Paul Elkind, Attorney for N. L. R. B. (Arnold Ordman, General Counsel, Dominick L. Manoli, Associate General Counsel, Marcel Mallet-Prevost, Asst. General Counsel), for petitioner.

Benjamin Schwartz, New York City (John F. Martin, Long Island City, N. Y., on the brief), for creditor, Tilden Commercial Alliance Incorporated.

Before LUMBARD, Chief Judge, HAYS, Circuit Judge, and CLARIE, District Judge.* 

HAYS, Circuit Judge.


The National Labor Relations Board has moved for an injunction to restrain Tilden Commercial Alliance, Inc., from maintaining or carrying into effect a garnishment proceeding brought against an employee named Gatson, in the courts of the state of New York, in which there has been attached an award for back wages that the Board directed the employer to pay to it as the statutory representative of Gatson.

At oral argument we reserved decision on the Board's motion which presented a question of first impression in this Circuit. We have decided to grant the motion.
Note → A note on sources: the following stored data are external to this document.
impl Searcher {
    pub fn new(index: NameIndex, config: MatchingConfig) -> Self {
        Self {
            index,
            config,
            analyser: NameAnalyser::new(),
        }
    }

    pub fn index(&self) -> &NameIndex {
        &self.index
    }

    /// Search for a name alone, without relaxing to higher ranks
    pub fn search_by_name(&self, name: &str, rank: Option<TaxonomicRank>) -> MatchResult {
        self.search(PartialClassification::from_name(name, rank), false)
    }

    pub fn search_by_classification(&self, query: &PartialClassification) -> MatchResult {
        self.search(query.clone(), true)
    }

    /// Direct lookup, following variant and duplicate identifiers
    pub fn search_by_id(&self, taxon_id: &str) -> Option<Candidate> {
        let id = self.index.lookup_id(taxon_id)?;
        let entry = self.index.entry(id);
        Some(Candidate {
            entry: entry.clone(),
            accepted: self.index.accepted_of(entry).cloned(),
            metrics: MatchMetrics {
                priority: entry.priority,
                ..MatchMetrics::default()
            },
        })
    }

    pub fn search_batch(&self, queries: &[PartialClassification]) -> Vec<MatchResult> {
        queries
            .par_iter()
            .map(|q| self.search_by_classification(q))
            .collect()
    }

    fn search(&self, mut query: PartialClassification, recursive: bool) -> MatchResult {
        query.normalise();
        let mut result = MatchResult::not_found();
        let Some(raw) = present(&query.scientific_name).map(str::to_string) else {
            result.errors.insert(ErrorType::Generic);
            return result;
        };

        let mut errors = BTreeSet::new();
        let mut name = raw.clone();
        if name.contains('?') {
            errors.insert(ErrorType::QuestionSpecies);
            name = name.replace('?', " ").trim().to_string();
        }

        let analysed = match self.analyser.analyse(None, &name, query.authorship.as_deref(), query.rank) {
            Ok(analysed) => Some(analysed),
            Err(err) => {
                tracing::debug!("Searching {} unanalysed: {}", name, err);
                errors.insert(ErrorType::Generic);
                None
            }
        };
        if let Some(analysed) = &analysed {
            result.cleaned_name = Some(analysed.canonical());
            result.name_type = Some(analysed.key.name_type);
            for (marker, error) in [
                (NameMarker::Affinity, ErrorType::AffinitySpecies),
                (NameMarker::Confer, ErrorType::ConferSpecies),
                (NameMarker::SpeciesPlural, ErrorType::SpeciesPlural),
            ] {
                if analysed.has_marker(marker) {
                    errors.insert(error);
                }
            }
            if query.genus.is_none() {
                query.genus = analysed
                    .genus
                    .clone()
                    .filter(|_| analysed.specific_epithet.is_some());
            }
        }
        let rank = query
            .rank
            .or_else(|| analysed.as_ref().and_then(AnalysedName::implied_rank));

        let mut found = self.find(&query, &name, analysed.as_ref(), rank, &mut errors);

        // Indeterminate and plural names stand for their genus
        if let (true, Some(analysed)) = (matches!(found, Found::Nothing), &analysed) {
            let generic = analysed.key.name_type == NameType::Doubtful
                || analysed.has_marker(NameMarker::SpeciesPlural);
            if generic {
                if analysed.has_marker(NameMarker::Indeterminate) {
                    errors.insert(ErrorType::IndeterminateSpecies);
                }
                if let Some(genus) = analysed.genus.as_deref() {
                    found = self.find_name(&query, genus, Some(TaxonomicRank::Genus), &mut errors);
                }
            }
        }

        let mut homonyms = None;
        if recursive {
            if matches!(found, Found::Ambiguous(..)) {
                homonyms = Some(std::mem::replace(&mut found, Found::Nothing));
            }
            if matches!(found, Found::Nothing) {
                found = self.relax(&query, &name, rank, &mut errors);
                if let Found::Unique(id, _) = found {
                    found = Found::Unique(id, MatchType::Recursive);
                }
            }
            if let (true, Some(homonyms)) = (matches!(found, Found::Nothing), homonyms) {
                found = homonyms;
            }
        }

        let terms = query.terms();
        match found {
            Found::Unique(id, match_type) => {
                result.outcome = MatchOutcome::Unique(self.candidate(id, &terms));
                result.match_type = Some(match_type);
            }
            Found::Ambiguous(ids, match_type) => {
                let candidates: Vec<Candidate> = ids.into_iter().map(|id| self.candidate(id, &terms)).collect();
                result.outcome = MatchOutcome::Ambiguous(best_first(candidates, |c: &Candidate| c.metrics));
                result.match_type = Some(match_type);
                errors.insert(ErrorType::Homonym);
            }
            Found::Nothing => {}
        }

        if errors.is_empty() {
            errors.insert(ErrorType::None);
        }
        result.errors = errors;
        tracing::debug!(
            "Searched {}: {:?} {:?}",
            raw,
            result.match_type,
            result.errors
        );
        result
    }

    /// Walk up the supplied classification until something is found
    fn relax(
        &self,
        query: &PartialClassification,
        name: &str,
        rank: Option<TaxonomicRank>,
        errors: &mut BTreeSet<ErrorType>,
    ) -> Found {
        let mut levels: Vec<(String, TaxonomicRank)> = Vec::new();
        if rank.is_some_and(|r| r.is_infraspecific()) {
            if let (Some(genus), Some(specific)) = (present(&query.genus), present(&query.specific_epithet)) {
                levels.push((format!("{} {}", genus, specific), TaxonomicRank::Species));
            }
        }
        for level in Classification::HIGHER_RANKS {
            if rank.is_some_and(|r| !level.is_higher_than(r)) {
                continue;
            }
            if let Some(value) = query.higher(level).filter(|v| !v.eq_ignore_ascii_case(name)) {
                levels.push((value.to_string(), level));
            }
        }

        for (name, level) in levels.into_iter().take(self.config.max_relaxation_depth) {
            let mut relaxed = query.clone();
            relaxed.rank = Some(level);
            match self.find_name(&relaxed, &name, Some(level), errors) {
                Found::Nothing => continue,
                found => return found,
            }
        }
        Found::Nothing
    }

    fn find_name(
        &self,
        query: &PartialClassification,
        name: &str,
        rank: Option<TaxonomicRank>,
        errors: &mut BTreeSet<ErrorType>,
    ) -> Found {
        let analysed = self.analyser.analyse(None, name, None, rank).ok();
        self.find(query, name, analysed.as_ref(), rank, errors)
    }

    fn find(
        &self,
        query: &PartialClassification,
        name: &str,
        analysed: Option<&AnalysedName>,
        rank: Option<TaxonomicRank>,
        errors: &mut BTreeSet<ErrorType>,
    ) -> Found {
        match self.lookup(name, analysed, rank) {
            Some(hits) => self.check(query, hits, rank, errors),
            None => Found::Nothing,
        }
    }

    /// Exact, canonical, phrase and fuzzy lookups, first non-empty wins
    fn lookup(&self, name: &str, analysed: Option<&AnalysedName>, rank: Option<TaxonomicRank>) -> Option<Hits> {
        let filter = |ids: &[EntryId]| -> Vec<EntryId> {
            ids.iter()
                .copied()
                .filter(|id| rank_compatible(self.index.entry(*id), rank))
                .collect()
        };
        let hits = |ids: Vec<EntryId>, match_type| (!ids.is_empty()).then_some(Hits { ids, match_type });

        if let Some(found) = hits(filter(self.index.exact(name)), MatchType::Exact) {
            return Some(found);
        }
        let analysed = analysed?;
        if analysed.key.is_formal() {
            if let Some(found) = hits(filter(self.index.canonical(&analysed.key)), MatchType::Canonical) {
                return Some(found);
            }
        }
        if analysed.has_marker(NameMarker::Phrase) {
            if let Some(found) = hits(filter(self.index.phrase(analysed)), MatchType::Phrase) {
                return Some(found);
            }
        }
        if self.config.fuzzy && analysed.key.is_formal() && analysed.is_binomial() {
            return hits(filter(&self.fuzzy(analysed)), MatchType::Fuzzy);
        }
        None
    }

    /// Closest binomials in the same genus within the edit and length bounds
    fn fuzzy(&self, analysed: &AnalysedName) -> Vec<EntryId> {
        let Some(genus) = analysed.genus.as_deref() else {
            return Vec::new();
        };
        let target = &analysed.key.scientific_name;
        let mut best = Vec::new();
        let mut best_distance = usize::MAX;
        for id in self.index.in_genus(genus) {
            let candidate = &self.index.entry(*id).name.key.scientific_name;
            if candidate.len().abs_diff(target.len()) > self.config.max_length_difference {
                continue;
            }
            let distance = strsim::levenshtein(candidate, target);
            if distance > self.config.max_edit_distance || distance > best_distance {
                continue;
            }
            if distance < best_distance {
                best.clear();
                best_distance = distance;
            }
            best.push(*id);
        }
        best
    }

    /// Error checks and homonym resolution over the hits for one name
    fn check(
        &self,
        query: &PartialClassification,
        hits: Hits,
        rank: Option<TaxonomicRank>,
        errors: &mut BTreeSet<ErrorType>,
    ) -> Found {
        let match_type = hits.match_type;
        let mut ids = hits.ids;
        let entry = |id: &EntryId| self.index.entry(*id);

        let excluded = ids.iter().filter(|id| entry(id).is_excluded()).count();
        if excluded == ids.len() {
            errors.insert(ErrorType::Excluded);
        } else if excluded > 0 {
            errors.insert(ErrorType::AssociatedExcluded);
            ids.retain(|id| !entry(id).is_excluded());
        }

        let misapplied = ids.iter().filter(|id| entry(id).is_misapplied()).count();
        if misapplied == ids.len() {
            errors.insert(ErrorType::Misapplied);
        } else if misapplied > 0 {
            errors.insert(ErrorType::MatchMisapplied);
            ids.retain(|id| !entry(id).is_misapplied());
        }

        if ids.len() == 1 {
            return Found::Unique(ids[0], match_type);
        }

        if let Some(child) = self.species_split(&ids) {
            errors.insert(ErrorType::ParentChildSynonym);
            return Found::Unique(child, match_type);
        }

        if let Some(author) = present(&query.authorship).and_then(normalise_author) {
            let authored: Vec<EntryId> = ids
                .iter()
                .copied()
                .filter(|id| {
                    entry(id)
                        .authorship
                        .as_deref()
                        .and_then(normalise_author)
                        .is_some_and(|a| {
                            smith_waterman_gotoh(&a.to_uppercase(), &author.to_uppercase())
                                >= self.config.author_similarity
                        })
                })
                .collect();
            if !authored.is_empty() {
                ids = authored;
            }
        }

        if query.has_context() {
            let supplied = query.classification();
            let level = rank
                .filter(|r| !r.is_unranked())
                .unwrap_or(TaxonomicRank::Species);
            let agreeing: Vec<EntryId> = ids
                .iter()
                .copied()
                .filter(|id| {
                    let entry = entry(id);
                    supplied.agrees_with(&entry.classification, TaxonomicRank::Genus)
                        && (level.is_higher_than(TaxonomicRank::Genus)
                            || self.classification_known(entry, &supplied))
                })
                .collect();
            if !agreeing.is_empty() {
                ids = agreeing;
            }
        }

        // Hits that are one taxon under different names are not homonyms
        let mut taxa: Vec<&str> = ids
            .iter()
            .map(|id| {
                let entry = entry(id);
                entry.accepted_id.as_deref().unwrap_or(entry.taxon_id.as_str())
            })
            .collect();
        taxa.sort_unstable();
        taxa.dedup();
        if taxa.len() == 1 {
            let chosen = ids
                .iter()
                .copied()
                .find(|id| !entry(id).is_synonym())
                .unwrap_or(ids[0]);
            return Found::Unique(chosen, match_type);
        }

        Found::Ambiguous(ids, match_type)
    }

    /// The supplied classification carries at least one rank the entry also has
    fn classification_known(&self, entry: &IndexEntry, supplied: &Classification) -> bool {
        Classification::HIGHER_RANKS
            .iter()
            .any(|r| supplied.get(*r).is_some() && entry.classification.get(*r).is_some())
    }

    /// One accepted hit and one synonym of a taxon inside the accepted hit's subtree:
    /// a split species whose old name lives on as a synonym of the child
    fn species_split(&self, ids: &[EntryId]) -> Option<EntryId> {
        let [a, b] = ids else {
            return None;
        };
        let (first, second) = (self.index.entry(*a), self.index.entry(*b));
        let (synonym, accepted) = match (first.is_synonym(), second.is_synonym()) {
            (true, false) => (*a, second),
            (false, true) => (*b, first),
            _ => return None,
        };
        let child = self.index.accepted_of(self.index.entry(synonym))?;
        accepted.contains(child).then_some(synonym)
    }

    fn candidate(&self, id: EntryId, query: &MatchTerms) -> Candidate {
        let entry = self.index.entry(id);
        Candidate {
            entry: entry.clone(),
            accepted: self.index.accepted_of(entry).cloned(),
            metrics: MatchMetrics::compute(query, &entry.terms(), entry.is_synonym(), entry.priority),
        }
    }
}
A petition by the National Labor Relations Board to enforce an order, pursuant to § 10(e) of the National Labor Relations Act, 29 U.S.C. § 160(e), which, in part, requires respondent to make employee Gatson whole for loss of wages, has been docketed and is presently pending before this court. The decision of the Board was reported at 154 N.L.R.B. No. 74 (September 2, 1965).

Respondents are willing to pay the Board $1500 in settlement of the back wages due Gatson, but have been prevented from making payment by a "Restraining Notice to Garnishee" issued pursuant to a judgment obtained by Tilden Commercial Alliance, Inc. against Gatson in the Civil Court of the City of New York. The Board maintains that "failure to enjoin interference with the backpay awards would create serious potential problems for the Board in administering the Act."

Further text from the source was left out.